┌──

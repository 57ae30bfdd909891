//! Build pipeline
//!
//! One build runs in four stages: resolve and validate the package layout,
//! sync the dependency distribution through the cache gate, refresh the app
//! payload inside the distribution, then hand the assembled tree to the
//! packager. The payload refresh happens on cache hits too, so app code
//! changes always reach the archive even when dependencies are reused.

pub mod layout;

pub use layout::{BuildLayout, DIST_DIRNAME};

use crate::cache::{CacheOutcome, DependencyCache};
use crate::error::{PyzpackError, PyzpackResult};
use crate::tools::{Installer, PackageBuilder, PackageSpec};
use std::fs;
use std::path::{Path, PathBuf};
use tracing::{debug, info};

/// Inputs for one build
#[derive(Debug, Clone)]
pub struct BuildRequest {
    /// Directory holding the app payload and requirements manifest
    pub package_dir: PathBuf,
    /// App directory name inside the package directory
    pub app: String,
    /// Dotted `module:function` entry point for the archive
    pub entry_point: String,
    /// Requirements manifest, relative to the package directory unless
    /// absolute
    pub requirements: PathBuf,
    /// Interpreter name for pip and the archive shebang
    pub python: String,
    /// Archive path override; defaults to `<app>.pyz` in the package
    /// directory
    pub output: Option<PathBuf>,
    /// Optional preamble script bundled into the archive
    pub preamble: Option<PathBuf>,
    /// Reinstall dependencies even when the manifest fingerprint matches
    pub force_deps: bool,
}

/// What a finished build produced
#[derive(Debug, Clone)]
pub struct BuildReport {
    /// Whether dependencies were installed or reused
    pub outcome: CacheOutcome,
    /// The archive that was written
    pub output_file: PathBuf,
}

/// Run one build end to end
pub async fn run(
    request: &BuildRequest,
    installer: &dyn Installer,
    packager: &dyn PackageBuilder,
) -> PyzpackResult<BuildReport> {
    let layout = BuildLayout::new(&request.package_dir, &request.app);
    layout.validate()?;

    if let Some(preamble) = &request.preamble {
        if !preamble.exists() {
            return Err(PyzpackError::PathNotFound(preamble.clone()));
        }
    }

    let requirements = layout.requirements_path(&request.requirements);
    let output_file = request
        .output
        .clone()
        .unwrap_or_else(|| layout.default_output());

    let cache = DependencyCache::new(&requirements, layout.dist_dir());
    let outcome = cache.sync(installer, request.force_deps).await?;
    match outcome {
        CacheOutcome::Installed => info!("Installed dependencies from {}", requirements.display()),
        CacheOutcome::Reused => debug!("Reused dependency distribution"),
    }

    refresh_payload(&layout.app_dir(), &layout.dist_app_dir())?;

    let spec = PackageSpec {
        site_packages: layout.dist_dir(),
        python: request.python.clone(),
        output_file: output_file.clone(),
        entry_point: request.entry_point.clone(),
        preamble: request.preamble.clone(),
    };
    packager.package(&spec).await?;

    Ok(BuildReport {
        outcome,
        output_file,
    })
}

/// Replace the app payload inside the distribution with a fresh copy.
///
/// The previous payload is removed first so files deleted from the app
/// since the last build do not linger in the archive.
fn refresh_payload(app_dir: &Path, dist_app_dir: &Path) -> PyzpackResult<()> {
    if dist_app_dir.exists() {
        fs::remove_dir_all(dist_app_dir).map_err(|e| {
            PyzpackError::io(
                format!("clearing app payload {}", dist_app_dir.display()),
                e,
            )
        })?;
    }
    copy_dir_recursive(app_dir, dist_app_dir)
}

fn copy_dir_recursive(src: &Path, dst: &Path) -> PyzpackResult<()> {
    fs::create_dir_all(dst)
        .map_err(|e| PyzpackError::io(format!("creating {}", dst.display()), e))?;

    let entries = fs::read_dir(src)
        .map_err(|e| PyzpackError::io(format!("reading {}", src.display()), e))?;
    for entry in entries {
        let entry =
            entry.map_err(|e| PyzpackError::io(format!("reading {}", src.display()), e))?;
        let path = entry.path();
        let dst_path = dst.join(entry.file_name());

        if path.is_dir() {
            copy_dir_recursive(&path, &dst_path)?;
        } else {
            fs::copy(&path, &dst_path)
                .map_err(|e| PyzpackError::io(format!("copying {}", path.display()), e))?;
        }
    }

    Ok(())
}

/// Strip `base` from `path` for display; paths outside `base` come back
/// unchanged
pub fn relativize(path: &Path, base: &Path) -> PathBuf {
    path.strip_prefix(base)
        .map(Path::to_path_buf)
        .unwrap_or_else(|_| path.to_path_buf())
}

└──

Task: All lines of the entries above where "PyzpackError" turns up should be reported.

Result of this exercise:
use crate::error::{PyzpackError, PyzpackResult};
            return Err(PyzpackError::PathNotFound(preamble.clone()));
            PyzpackError::io(
        .map_err(|e| PyzpackError::io(format!("creating {}", dst.display()), e))?;
        .map_err(|e| PyzpackError::io(format!("reading {}", src.display()), e))?;
            entry.map_err(|e| PyzpackError::io(format!("reading {}", src.display()), e))?;
                .map_err(|e| PyzpackError::io(format!("copying {}", path.display()), e))?;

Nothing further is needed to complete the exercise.